Novel medication targets for the treatment of alcoholism: preclinical studies.
Alcoholism is a complex heterogeneous disease and a number of neurotransmitter and neuromodulator systems have been implicated in its manifestation. Consequently, it is unlikely that existing medications such as disulfiram (Antabuse®), naltrexone (ReVia®), acamprosate (Campral®)) can be efficacious in every individual. Thus, the development of novel therapeutic agents with greater selectivity and less unwanted effects for the treatment of this disease is one of the major objectives of alcohol research. This review summarizes the findings of five novel compounds with different neuronal targets for treating alcoholism. These compounds include sazetidine-A, which selectively desensitizes α4β2 nicotinic receptors; carisbamate, a novel anti-epileptic agent; JNJ5234801, a novel anxiolytic agent; GS-455534, a highly selective inhibitor of mitochondrial aldehyde dehydrogenase; and JNJ-39220675, a selective histamine H3 antagonist.
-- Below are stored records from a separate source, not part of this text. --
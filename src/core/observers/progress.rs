// Copyright 2024-2026 gradmin developers
//
// Licensed under the Apache License, Version 2.0 <LICENSE-APACHE or
// http://apache.org/licenses/LICENSE-2.0> or the MIT license <LICENSE-MIT or
// http://opensource.org/licenses/MIT>, at your option. This file may not be
// copied, modified, or distributed except according to those terms.

//! # Fixed-width progress table
//!
//! Prints a header once, then one line per iteration with the driver tag,
//! the iteration index, the local wall-clock time, the current cost and the
//! infinity norm of the current gradient.

use crate::core::math::GradminInfNorm;
use crate::core::observers::Observe;
use crate::core::{Error, GradminFloat, IterState, State, KV};
use chrono::Local;

/// Prints per-iteration progress to stdout in a fixed-width table.
///
/// Attached automatically by [`optimize`](`crate::core::optimize`) when
/// `OptimizeControl::verbose` is set.
#[derive(Clone, Debug, Default)]
pub struct ProgressLogger {
    /// Driver tag printed at the start of each line
    tag: String,
}

impl ProgressLogger {
    /// Constructor
    pub fn new() -> Self {
        ProgressLogger { tag: String::new() }
    }
}

impl<P, H, F> Observe<IterState<P, H, F>> for ProgressLogger
where
    P: Clone + GradminInfNorm<F>,
    H: Clone,
    F: GradminFloat,
{
    fn observe_init(&mut self, name: &str, _kv: &KV) -> Result<(), Error> {
        self.tag = name.to_string();
        println!("       Step     Time       Energy       fmax");
        Ok(())
    }

    fn observe_iter(&mut self, state: &IterState<P, H, F>, _kv: &KV) -> Result<(), Error> {
        let fmax = state
            .get_grad()
            .map(|g| g.inf_norm())
            .unwrap_or_else(F::nan);
        println!(
            "{}: {:3}   {:<8} {:16.9} {:10.6}",
            self.tag,
            state.get_iter(),
            Local::now().format("%H:%M:%S").to_string(),
            state.get_cost(),
            fmax
        );
        Ok(())
    }
}

#[cfg(test)]
mod tests {
    use super::*;

    send_sync_test!(progress_logger, ProgressLogger);
}
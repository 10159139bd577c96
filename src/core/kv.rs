// Copyright 2024-2026 gradmin developers
//
// Licensed under the Apache License, Version 2.0 <LICENSE-APACHE or
// http://apache.org/licenses/LICENSE-2.0> or the MIT license <LICENSE-MIT or
// http://opensource.org/licenses/MIT>, at your option. This file may not be
// copied, modified, or distributed except according to those terms.

//! # Key Value storage
//!
//! A very simple key-value storage used to pass solver-specific metrics to
//! observers.

#[cfg(feature = "serde1")]
use serde::Serialize;

/// A simple key-value storage
#[derive(Clone, Default, Eq, PartialEq, Ord, PartialOrd, Hash, Debug)]
#[cfg_attr(feature = "serde1", derive(Serialize))]
pub struct KV {
    /// The actual key value storage
    pub kv: Vec<(&'static str, String)>,
}

impl std::fmt::Display for KV {
    fn fmt(&self, f: &mut std::fmt::Formatter) -> std::fmt::Result {
        writeln!(f, "KV")?;
        for (key, val) in self.kv.iter() {
            writeln!(f, "   {}: {}", key, val)?;
        }
        Ok(())
    }
}

impl KV {
    /// Constructor
    pub fn new() -> Self {
        KV { kv: vec![] }
    }

    /// Push a key-value pair to the `kv` vector.
    ///
    /// This formats the `val` using `format!`. Therefore `T` has to implement
    /// `Display`.
    pub fn push<T: std::fmt::Display>(&mut self, key: &'static str, val: T) -> &mut Self {
        self.kv.push((key, format!("{}", val)));
        self
    }

    /// Returns the value associated with `key`, if present.
    pub fn get(&self, key: &'static str) -> Option<&str> {
        self.kv
            .iter()
            .find(|(k, _)| *k == key)
            .map(|(_, v)| v.as_str())
    }

    /// Merge another `kv` into `self.kv`
    #[must_use]
    pub fn merge(mut self, mut other: KV) -> Self {
        self.kv.append(&mut other.kv);
        self
    }
}

impl std::iter::FromIterator<(&'static str, String)> for KV {
    fn from_iter<I: IntoIterator<Item = (&'static str, String)>>(iter: I) -> Self {
        let mut c = KV::new();
        for i in iter {
            c.push(i.0, i.1);
        }
        c
    }
}

#[cfg(test)]
mod tests {
    use super::*;

    send_sync_test!(kv, KV);

    #[test]
    fn test_push_and_get() {
        let mut kv = KV::new();
        kv.push("alpha", 0.5).push("beta", "zero");
        assert_eq!(kv.get("alpha"), Some("0.5"));
        assert_eq!(kv.get("beta"), Some("zero"));
        assert_eq!(kv.get("gamma"), None);
    }

    #[test]
    fn test_merge() {
        let kv1 = make_kv!("a" => 1;);
        let kv2 = make_kv!("b" => 2;);
        let merged = kv1.merge(kv2);
        assert_eq!(merged.kv.len(), 2);
    }
}
// Copyright 2024-2026 gradmin developers
//
// Licensed under the Apache License, Version 2.0 <LICENSE-APACHE or
// http://apache.org/licenses/LICENSE-2.0> or the MIT license <LICENSE-MIT or
// http://opensource.org/licenses/MIT>, at your option. This file may not be
// copied, modified, or distributed except according to those terms.

//! * [Zoom line search](`ZoomLineSearch`)

use crate::core::math::{GradminDot, GradminScaledAdd};
use crate::core::{Error, GradminFloat, Objective, OptimizeControl, Problem, SearchState};
use crate::solver::linesearch::condition::{
    ArmijoCondition, LineSearchCondition, StrongCurvatureCondition,
};
use crate::solver::linesearch::{
    line_cost, trial_point, AlphaState, SearchStrategy, StepSizeStrategy,
};
use log::warn;
#[cfg(feature = "serde1")]
use serde::{Deserialize, Serialize};

/// Two-phase line search for a strong Wolfe point (Nocedal-Wright
/// Algorithm 3.5/3.6).
///
/// Phase one expands the trial step until an interval containing a strong
/// Wolfe point is bracketed; phase two shrinks that interval with the
/// step-size sub-strategy until a point is accepted or the `ftol`/`xtol`
/// inner stops fire. When bracketing fails entirely, the search falls back
/// to the midpoint of the initial interval and logs a warning.
///
/// # References:
///
/// \[0\] Jorge Nocedal and Stephen J. Wright (2006). Numerical Optimization.
/// Springer. ISBN 0-387-30303-0.
#[derive(Clone, Debug, PartialEq)]
#[cfg_attr(feature = "serde1", derive(Serialize, Deserialize))]
pub struct ZoomLineSearch<S, F> {
    /// Sufficient decrease parameter
    c1: F,
    /// Armijo condition built from `c1`
    armijo: ArmijoCondition<F>,
    /// Strong curvature condition built from `c2`
    curvature: StrongCurvatureCondition<F>,
    /// Step length sub-strategy used inside the zoom phase
    step: S,
    /// Control parameters
    control: OptimizeControl<F>,
}

impl<S, F: GradminFloat> ZoomLineSearch<S, F> {
    /// Constructor with the strong Wolfe parameters `c1` and `c2`.
    pub fn new(step: S, c1: F, c2: F) -> Result<Self, Error> {
        Ok(ZoomLineSearch {
            c1,
            armijo: ArmijoCondition::new(c1)?,
            curvature: StrongCurvatureCondition::new(c2)?,
            step,
            control: OptimizeControl::default(),
        })
    }

    /// Replace the control parameters
    #[must_use]
    pub fn with_control(mut self, control: OptimizeControl<F>) -> Self {
        self.control = control;
        self
    }
}

impl<S, F: GradminFloat> ZoomLineSearch<S, F> {
    /// Phase two: shrink `[lo, hi]` (which may be inverted) until a strong
    /// Wolfe point is accepted or the inner stops fire.
    #[allow(clippy::too_many_arguments)]
    fn zoom<O, P>(
        &self,
        mut lo: F,
        mut hi: F,
        problem: &mut Problem<O>,
        state: &SearchState<P>,
        init_cost: F,
        init_grad: &P,
    ) -> Result<F, Error>
    where
        O: Objective<Param = P, Float = F>,
        S: StepSizeStrategy<O, P, F>,
        P: Clone + GradminScaledAdd<P, F, P> + GradminDot<P, F>,
    {
        let ftol = self.control.ftol;
        let xtol = self.control.xtol;

        let mut alpha_j = (lo + hi) / float!(2.0);
        let mut previous_phi = F::infinity();

        for idx in 0..self.control.max_iterations {
            alpha_j = self
                .step
                .next_step(&ordered(alpha_j, lo, hi), problem, state)?;

            let current_phi = line_cost(problem, state, alpha_j)?;
            // interval too narrow or the line function flat: done
            if idx > 0 && ((current_phi - previous_phi).abs() < ftol || (hi - lo).abs() < xtol) {
                break;
            }

            let armijo_ok = self.armijo.evaluate_condition(
                current_phi,
                None,
                init_cost,
                init_grad,
                &state.direction,
                alpha_j,
            );
            if !armijo_ok || current_phi >= line_cost(problem, state, lo)? {
                hi = alpha_j;
            } else {
                let grad_j = problem.gradient(&trial_point(state, alpha_j))?;
                if self.curvature.evaluate_condition(
                    current_phi,
                    Some(&grad_j),
                    init_cost,
                    init_grad,
                    &state.direction,
                    alpha_j,
                ) {
                    return Ok(alpha_j);
                }
                if grad_j.dot(&state.direction) * (hi - lo) >= float!(0.0) {
                    hi = lo;
                }
                lo = alpha_j;
            }
            previous_phi = current_phi;
        }
        self.step
            .next_step(&ordered(alpha_j, lo, hi), problem, state)
    }
}

/// Bracket for the sub-strategy; `lo`/`hi` may arrive inverted.
fn ordered<F: GradminFloat>(init: F, lo: F, hi: F) -> AlphaState<F> {
    if lo <= hi {
        AlphaState { init, low: lo, hi }
    } else {
        AlphaState {
            init,
            low: hi,
            hi: lo,
        }
    }
}

impl<O, S, P, F> SearchStrategy<O, P, F> for ZoomLineSearch<S, F>
where
    O: Objective<Param = P, Float = F>,
    S: StepSizeStrategy<O, P, F>,
    P: Clone + GradminScaledAdd<P, F, P> + GradminDot<P, F>,
    F: GradminFloat,
{
    fn search(
        &mut self,
        problem: &mut Problem<O>,
        state: &SearchState<P>,
        alpha: AlphaState<F>,
    ) -> Result<F, Error> {
        let init_cost = problem.cost(&state.param)?;
        let init_grad = problem.gradient(&state.param)?;
        let dphi0 = init_grad.dot(&state.direction);

        let alpha_max = alpha.hi;
        let mut alpha_i = alpha.init;
        let mut alpha_prev = float!(0.0);
        let mut alpha_res = F::infinity();

        for idx in 0..100 {
            let phi_i = line_cost(problem, state, alpha_i)?;
            let armijo_ok = self.armijo.evaluate_condition(
                phi_i,
                None,
                init_cost,
                &init_grad,
                &state.direction,
                alpha_i,
            );
            if (!armijo_ok && idx > 0) || phi_i > init_cost + self.c1 * alpha_i * dphi0 {
                alpha_res =
                    self.zoom(alpha_prev, alpha_i, problem, state, init_cost, &init_grad)?;
                break;
            }
            let grad_i = problem.gradient(&trial_point(state, alpha_i))?;
            if self.curvature.evaluate_condition(
                phi_i,
                Some(&grad_i),
                init_cost,
                &init_grad,
                &state.direction,
                alpha_i,
            ) {
                alpha_res = alpha_i;
                break;
            }
            if grad_i.dot(&state.direction) >= float!(0.0) {
                alpha_res =
                    self.zoom(alpha_i, alpha_prev, problem, state, init_cost, &init_grad)?;
                break;
            }
            alpha_prev = alpha_i;
            alpha_i = (float!(2.0) * alpha_i).min(alpha_max);
        }

        if !alpha_res.is_finite() {
            warn!("ZoomLineSearch: bracketing failed, falling back to bisection of the initial interval");
            alpha_res = alpha.midpoint();
        }
        Ok(alpha_res)
    }
}

#[cfg(test)]
mod tests {
    use super::*;
    use crate::solver::linesearch::stepsize::{BisectionStep, CubicInterpolation};
    use crate::test_trait_impl;

    test_trait_impl!(zoom, ZoomLineSearch<BisectionStep, f64>);

    #[derive(Clone)]
    struct Sphere {}

    impl Objective for Sphere {
        type Param = Vec<f64>;
        type Hessian = ();
        type Float = f64;

        fn cost(&self, p: &Self::Param) -> Result<Self::Float, Error> {
            Ok(p.iter().map(|x| x * x).sum())
        }

        fn gradient(&self, p: &Self::Param) -> Result<Self::Param, Error> {
            Ok(p.iter().map(|x| 2.0 * x).collect())
        }
    }

    #[test]
    fn test_accepts_strong_wolfe_point() {
        let mut ls = ZoomLineSearch::new(BisectionStep::new(), 1e-4, 0.9).unwrap();
        let mut problem = Problem::new(Sphere {});
        let state = SearchState::new(vec![1.0, 1.0], vec![-1.0, -1.0]);
        let alpha = ls
            .search(
                &mut problem,
                &state,
                AlphaState::new(1.0, 1e-6, 10.0).unwrap(),
            )
            .unwrap();
        // phi(alpha) = 2 (1 - alpha)^2: strong Wolfe holds around the
        // one-dimensional minimum
        assert!(alpha.is_finite());
        let phi = 2.0 * (1.0 - alpha) * (1.0 - alpha);
        let dphi = -4.0 * (1.0 - alpha);
        assert!(phi <= 2.0 + 1e-4 * alpha * (-4.0));
        assert!(dphi.abs() <= 0.9 * 4.0);
    }

    #[test]
    fn test_cubic_substep() {
        let mut ls = ZoomLineSearch::new(CubicInterpolation::new(), 1e-4, 0.9).unwrap();
        let mut problem = Problem::new(Sphere {});
        let state = SearchState::new(vec![2.0, -1.0], vec![-4.0, 2.0]);
        let alpha = ls
            .search(
                &mut problem,
                &state,
                AlphaState::new(1.0, 1e-6, 10.0).unwrap(),
            )
            .unwrap();
        // the exact one-dimensional minimizer along this line is 0.5
        assert!(alpha.is_finite() && alpha > 0.0);
        let x = vec![2.0 - 4.0 * alpha, -1.0 + 2.0 * alpha];
        let cost: f64 = x.iter().map(|v| v * v).sum();
        assert!(cost < 5.0);
    }

    #[test]
    fn test_invalid_parameters() {
        assert!(ZoomLineSearch::<_, f64>::new(BisectionStep::new(), 0.0, 0.9).is_err());
        assert!(ZoomLineSearch::<_, f64>::new(BisectionStep::new(), 1e-4, 1.0).is_err());
    }
}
Inbred alcohol-preferring rats (iP), Fawn-Hooded (FH) rats, and P rats were used to evaluate the compounds. Naltrexone was used as a positive control in some experiments. All five compounds reduced alcohol consumption and preference. The mechanisms thought to underlie these effects suggest that, in addition to dopaminergic and opioidergic systems, other neuronal systems such as sodium channels (carisbamate), mitochondrial aldehyde dehydrogenase (GS-455534), 5-HT2 receptors (JNJ-5234801), histamine H3 receptors (JNJ-39220675), and α4β2 nicotinic receptors (sazetidine-A) can be involved in alcohol drinking. Further work is necessary to confirm the exact mechanisms of action of each drug and to determine any viable targets for putative treatment of alcohol-use disorders. The article presents some promising patents on novel medication targets for the treatment of alcoholism.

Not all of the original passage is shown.